Hasta hoy nuestros gobiernos nos han provisto de manera responsable con fármacos vanguardistas de primera generación con la más alta calidad, y queremos que eso se mantenga. Este año nos tocó nuevamente empezar una lucha conjunta entre pacientes, familiares y médicos especialistas con el fin de que nuestras autoridades comprendan que el ahorro en el trasplantado renal se logra al prevenir el rechazo del órgano con la administración de una medicación que ya ha sido probada con estudios científicos.
El trasplante versus los tratamientos de diálisis representan el ahorro que tanto buscan nuestras autoridades. Para procurar la continuidad de ese ahorro es necesario que los medicamentos innovadores sigan a nuestro alcance; de por sí para nuestros médicos trabajar con estos medicamentos requiere de especial atención, seguimiento y cuidado, aun cuando son de efectividad comprobada.
Cambiar de manera abrupta a intercambiables, cuya efectividad desconocemos, agregaría un factor de riesgo muy elevado al ambiente controlado que hasta ahora han podido manejar nuestros especialistas.
A los directivos de la CSS les pedimos que se mantengan consultando a nuestros médicos tratantes, ellos son especialistas en actualización constante, asisten a congresos internacionales en los que profesionales idóneos estudiosos de esta materia convergen con el propósito de compartir experiencias y comparar resultados en el uso de tratamientos o medicamentos que contribuyan a mejorar el funcionamiento del órgano trasplantado y procuren la mejor calidad de vida del paciente.
También les pedimos que continúen respetando nuestro derecho a disfrutar de una vida digna y con oportunidades de desarrollo en distintas áreas de crecimiento humano, que por las enfermedades crónicas que poseemos, en ocasiones, no podemos explotar al máximo.
A las empresas que venden productos intercambiables les pedimos que respeten las reglas y legislaciones nacionales presentando todos los estudios responsables y reales que avalen la efectividad de los medicamentos que pretenden ofertar; y que además escuchen la opinión de los expertos internacionales conocedores de esta materia que continuamente divulgan información basada en experiencias comprobadas sobre el uso de estos medicamentos en pacientes trasplantados.
En un país pujante como el nuestro con un crecimiento económico continuo, donde la actividad comercial crece apoyada en la inversión tanto nacional como extranjera y el desarrollo de obras magnas como la construcción del metro, la ampliación de nuestro canal interoceánico, es indispensable rentabilizar esos ingresos canalizándolos hacia la población a través de programas de prevención en el sector salud para que realmente se logre el ahorro tan deseado por nuestras autoridades.
Todo ser humano tiene derecho a la vida y este derecho se lo da el recibir la medicación acertada.
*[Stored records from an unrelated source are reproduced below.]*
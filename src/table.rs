//! Table identities.
//!
//! Every mapped table is assigned a [`TableId`] by the [`TableSchema`] the database handle is
//! opened with. The id is the index of the table in the schema and stays stable for the
//! lifetime of the handle, which lets the rest of the crate use plain arrays and bitsets
//! instead of maps keyed by name.
use fixedbitset::FixedBitSet;
use std::collections::BTreeMap;
use std::fmt::{Display, Formatter};

/// Stable identifier of a mapped table.
#[derive(Debug, Clone, Copy, PartialEq, Eq, PartialOrd, Ord, Hash)]
pub struct TableId(u32);

impl TableId {
    #[must_use]
    pub const fn new(id: u32) -> Self {
        Self(id)
    }

    /// Index of the table into per table arrays.
    #[must_use]
    pub const fn index(self) -> usize {
        self.0 as usize
    }

    pub(crate) fn from_index(index: usize) -> Self {
        Self(u32::try_from(index).unwrap_or(u32::MAX))
    }
}

impl Display for TableId {
    fn fmt(&self, f: &mut Formatter<'_>) -> std::fmt::Result {
        write!(f, "{}", self.0)
    }
}

/// Mapping between table names and their [`TableId`].
///
/// The mapping is supplied by whoever knows the mapped tables (usually generated adapter code)
/// and is immutable once built.
#[derive(Debug, Clone, Default)]
pub struct TableSchema {
    /// Table names by index/id
    tables: Vec<String>,
    /// Table names to index/id
    table_ids: BTreeMap<String, TableId>,
}

impl TableSchema {
    /// Build a schema where each table receives the id of its position in `tables`.
    ///
    /// Duplicate names keep the id of their first occurrence.
    pub fn new<I, S>(tables: I) -> Self
    where
        I: IntoIterator<Item = S>,
        S: Into<String>,
    {
        let mut schema = Self::default();
        for table in tables {
            schema.push(table.into());
        }
        schema
    }

    fn push(&mut self, table: String) {
        if self.table_ids.contains_key(&table) {
            return;
        }
        let id = TableId::from_index(self.tables.len());
        self.table_ids.insert(table.clone(), id);
        self.tables.push(table);
    }

    /// Number of mapped tables.
    #[must_use]
    pub fn len(&self) -> usize {
        self.tables.len()
    }

    #[must_use]
    pub fn is_empty(&self) -> bool {
        self.tables.is_empty()
    }

    #[must_use]
    pub fn table_id(&self, name: &str) -> Option<TableId> {
        self.table_ids.get(name).copied()
    }

    #[must_use]
    pub fn table_name(&self, id: TableId) -> Option<&str> {
        self.tables.get(id.index()).map(String::as_str)
    }

    #[must_use]
    pub fn contains(&self, id: TableId) -> bool {
        id.index() < self.tables.len()
    }

    /// Iterate over all mapped tables.
    pub fn tables(&self) -> impl Iterator<Item = (TableId, &str)> {
        self.tables
            .iter()
            .enumerate()
            .map(|(idx, name)| (TableId::from_index(idx), name.as_str()))
    }

    /// Build a [`TableSet`] sized for this schema from table names.
    ///
    /// # Errors
    ///
    /// Returns the first name that is not part of the schema.
    pub fn table_set<'n>(
        &self,
        names: impl IntoIterator<Item = &'n str>,
    ) -> Result<TableSet, &'n str> {
        let mut set = TableSet::with_capacity(self.len());
        for name in names {
            let id = self.table_id(name).ok_or(name)?;
            set.insert(id);
        }
        Ok(set)
    }
}

/// Compact set of table ids.
#[derive(Debug, Clone, Default)]
pub struct TableSet {
    bits: FixedBitSet,
}

// Equality ignores the capacity of the underlying bitset.
impl PartialEq for TableSet {
    fn eq(&self, other: &Self) -> bool {
        self.iter().eq(other.iter())
    }
}

impl Eq for TableSet {}

impl TableSet {
    #[must_use]
    pub fn new() -> Self {
        Self::default()
    }

    #[must_use]
    pub fn with_capacity(capacity: usize) -> Self {
        Self {
            bits: FixedBitSet::with_capacity(capacity),
        }
    }

    pub fn insert(&mut self, id: TableId) {
        self.bits.grow(id.index() + 1);
        self.bits.insert(id.index());
    }

    pub fn remove(&mut self, id: TableId) {
        if id.index() < self.bits.len() {
            self.bits.set(id.index(), false);
        }
    }

    #[must_use]
    pub fn contains(&self, id: TableId) -> bool {
        self.bits.contains(id.index())
    }

    #[must_use]
    pub fn is_empty(&self) -> bool {
        self.bits.is_clear()
    }

    /// Number of tables in the set.
    #[must_use]
    pub fn len(&self) -> usize {
        self.bits.count_ones(..)
    }

    /// Tables present in both sets.
    #[must_use]
    pub fn intersection(&self, other: &TableSet) -> TableSet {
        let mut bits = self.bits.clone();
        bits.intersect_with(&other.bits);
        Self { bits }
    }

    #[must_use]
    pub fn intersects(&self, other: &TableSet) -> bool {
        !self.bits.is_disjoint(&other.bits)
    }

    pub fn union_with(&mut self, other: &TableSet) {
        self.bits.union_with(&other.bits);
    }

    pub fn iter(&self) -> impl Iterator<Item = TableId> + '_ {
        self.into_iter()
    }

    pub fn clear(&mut self) {
        self.bits.clear();
    }
}

impl FromIterator<TableId> for TableSet {
    fn from_iter<T: IntoIterator<Item = TableId>>(iter: T) -> Self {
        let mut set = TableSet::new();
        for id in iter {
            set.insert(id);
        }
        set
    }
}

impl<'a> IntoIterator for &'a TableSet {
    type Item = TableId;
    type IntoIter = std::iter::Map<fixedbitset::Ones<'a>, fn(usize) -> TableId>;

    fn into_iter(self) -> Self::IntoIter {
        self.bits.ones().map(TableId::from_index as fn(usize) -> TableId)
    }
}

impl Extend<TableId> for TableSet {
    fn extend<T: IntoIterator<Item = TableId>>(&mut self, iter: T) {
        for id in iter {
            self.insert(id);
        }
    }
}

#[cfg(test)]
mod test {
    use super::*;

    #[test]
    fn schema_assigns_ids_by_position() {
        let schema = TableSchema::new(["users", "orders", "users", "items"]);
        assert_eq!(schema.len(), 3);
        assert_eq!(schema.table_id("users"), Some(TableId::new(0)));
        assert_eq!(schema.table_id("orders"), Some(TableId::new(1)));
        assert_eq!(schema.table_id("items"), Some(TableId::new(2)));
        assert_eq!(schema.table_name(TableId::new(1)), Some("orders"));
        assert!(schema.table_name(TableId::new(3)).is_none());
        assert!(!schema.contains(TableId::new(3)));
        assert_eq!(schema.table_set(["orders", "nope"]), Err("nope"));
    }

    #[test]
    fn table_set_operations() {
        let a: TableSet = [TableId::new(0), TableId::new(4)].into_iter().collect();
        let b: TableSet = [TableId::new(4), TableId::new(9)].into_iter().collect();

        assert!(a.intersects(&b));
        let both = a.intersection(&b);
        assert_eq!(both.iter().collect::<Vec<_>>(), vec![TableId::new(4)]);
        assert_eq!(both.len(), 1);

        let c: TableSet = [TableId::new(1)].into_iter().collect();
        assert!(!a.intersects(&c));
        assert!(a.intersection(&c).is_empty());

        let mut d = a.clone();
        d.remove(TableId::new(0));
        d.remove(TableId::new(100));
        assert!(!d.contains(TableId::new(0)));
        assert!(d.contains(TableId::new(4)));
    }
}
Es por esto por lo que al momento de tomar decisiones como esta, deben planificar pensando en el deber que tienen para con cada miembro de esta sociedad con enfermedades crónicas que en el caso de insuficiencia renal aumenta cada día en proporciones alarmantes.
Proyéctense en que hoy son estos los afectados, pero que mañana pueden ser otros, ya que esta condición no distingue entre sexo, raza, religión, condición económica, nivel intelectual y profesional.